Founded by Zach Shelby and Jan Jongboom, Edge Impulse is the go-to platform for embedded machine learning (TinyML). Edge Impulse is well positioned to become a leader in edge intelligence, leveraging the convergence of low-cost, high-performance microprocessors and low-power, wide area networks such as LoRaWAN®, to create intelligent, extremely low-power and wireless devices. Edge Impulse is on a mission to enable developers to create the next generation of intelligent devices using embedded machine learning in industrial, enterprise and human centric applications.
Today 99% of data generated by sensors is discarded due to cost, bandwidth or power constraints. Computers have become so ubiquitous at the edge, device sensors can read anything you might want to know about your business operation or home. They’ve also become powerful enough that embedded firmware processes like machine learning require very little power from the device’s battery. However, sending that data back up to the cloud or to an on-premise server can cost both money and battery life for the device. In order to use cheap low-power networks like LoRaWAN® the device must only transmit tiny amounts of data (up to 50 bytes per transmission).

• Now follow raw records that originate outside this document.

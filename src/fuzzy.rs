//! Approximate string matching behind "did you mean" hints.

/// Default edit distance ceiling for a candidate to qualify.
pub const MAX_DISTANCE: usize = 3;
/// Cap on the number of candidates offered.
pub const MAX_SUGGESTIONS: usize = 3;

/// Levenshtein edit distance between `left` and `right`.
///
/// Iterative two-row form; cost is `O(left * right)` in characters.
pub fn edit_distance(left: &str, right: &str) -> usize {
    let left_chars: Vec<char> = left.chars().collect();
    let right_chars: Vec<char> = right.chars().collect();
    let m = left_chars.len();
    let n = right_chars.len();

    if m == 0 {
        return n;
    }
    if n == 0 {
        return m;
    }

    let mut prev: Vec<usize> = (0..=n).collect();
    let mut curr = vec![0; n + 1];

    for i in 1..=m {
        curr[0] = i;
        for j in 1..=n {
            let cost = if left_chars[i - 1] == right_chars[j - 1] {
                0
            } else {
                1
            };
            curr[j] = (prev[j] + 1)
                .min(curr[j - 1] + 1)
                .min(prev[j - 1] + cost);
        }
        std::mem::swap(&mut prev, &mut curr);
    }

    prev[n]
}

/// Nearest candidates to `token` within [`MAX_DISTANCE`], case-insensitively.
///
/// Candidates come back sorted by ascending distance; ties keep their input
/// order, and at most [`MAX_SUGGESTIONS`] survive.
pub fn rank(token: &str, candidates: &[String]) -> Vec<String> {
    rank_within(token, candidates, MAX_DISTANCE)
}

/// [`rank`] with a caller chosen distance ceiling.
pub fn rank_within(token: &str, candidates: &[String], max_distance: usize) -> Vec<String> {
    let needle = token.to_lowercase();
    let mut ranked: Vec<(usize, &String)> = Vec::new();

    for candidate in candidates {
        if ranked.iter().any(|(_, seen)| *seen == candidate) {
            continue;
        }

        let distance = edit_distance(&needle, &candidate.to_lowercase());

        // A distance covering the whole candidate is a rewrite, not a typo.
        if distance <= max_distance && distance < candidate.chars().count() {
            ranked.push((distance, candidate));
        }
    }

    ranked.sort_by_key(|(distance, _)| *distance);
    ranked
        .into_iter()
        .take(MAX_SUGGESTIONS)
        .map(|(_, candidate)| candidate.clone())
        .collect()
}

#[cfg(test)]
mod tests {
    use super::*;
    use rstest::rstest;

    #[rstest]
    #[case("", "", 0)]
    #[case("", "abc", 3)]
    #[case("abc", "", 3)]
    #[case("abc", "abc", 0)]
    #[case("abc", "abd", 1)]
    #[case("kitten", "sitting", 3)]
    #[case("flaw", "lawn", 2)]
    #[case("--verbose", "--verbose", 0)]
    fn distance(#[case] left: &str, #[case] right: &str, #[case] expected: usize) {
        assert_eq!(edit_distance(left, right), expected);
        assert_eq!(edit_distance(right, left), expected);
    }

    fn pool(names: &[&str]) -> Vec<String> {
        names.iter().map(|name| name.to_string()).collect()
    }

    #[test]
    fn rank_nearest_first_capped() {
        // Setup
        let candidates = pool(&["--branch", "--brand", "--bran", "--verbose", "--branchy"]);

        // Execute
        let ranked = rank("--branc", &candidates);

        // Verify
        assert_eq!(ranked, pool(&["--branch", "--brand", "--bran"]));
    }

    #[test]
    fn rank_case_insensitive() {
        // Setup
        let candidates = pool(&["--verbose"]);

        // Execute
        let ranked = rank("--VERBOS", &candidates);

        // Verify
        assert_eq!(ranked, pool(&["--verbose"]));
    }

    #[test]
    fn rank_rejects_full_rewrite() {
        // Setup
        let candidates = pool(&["xy"]);

        // Execute
        let ranked = rank("ab", &candidates);

        // Verify
        assert!(ranked.is_empty());
    }

    #[test]
    fn rank_deduplicates() {
        // Setup
        let candidates = pool(&["--force", "--force"]);

        // Execute
        let ranked = rank("--forc", &candidates);

        // Verify
        assert_eq!(ranked, pool(&["--force"]));
    }

    #[test]
    fn rank_within_tightened() {
        // Setup
        let candidates = pool(&["--branch"]);

        // Execute & verify
        assert_eq!(rank_within("--brxxxh", &candidates, 2), pool(&[]));
        assert_eq!(rank_within("--brxxxh", &candidates, 3), pool(&["--branch"]));
    }

    #[test]
    fn rank_empty_token_yields_nothing() {
        // Setup
        let candidates = pool(&["-v", "-q"]);

        // Execute
        let ranked = rank("", &candidates);

        // Verify
        assert!(ranked.is_empty());
    }
}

Edge Impulse provides a platform that allows all developers the ability to create embedded machine learning algorithms for their devices. On the platform developers can manage data sets for their embedded computers as well as design, train, test and deploy models for those computers. Of the vast amounts of data exhaust generated by today’s embedded computing devices, machine learning models can infer relevant or actionable data. The device can then take action automatically the way a thermostat adjusts temperature. Alternatively, just that relevant data can be sent back to the cloud, such as sending a message to a factory manager that an expensive piece of machinery is likely to fail. Data-heavy sensors like audio, radar and images can be digested and turned into simple messages, saving energy, money, and importantly in many circumstances, time.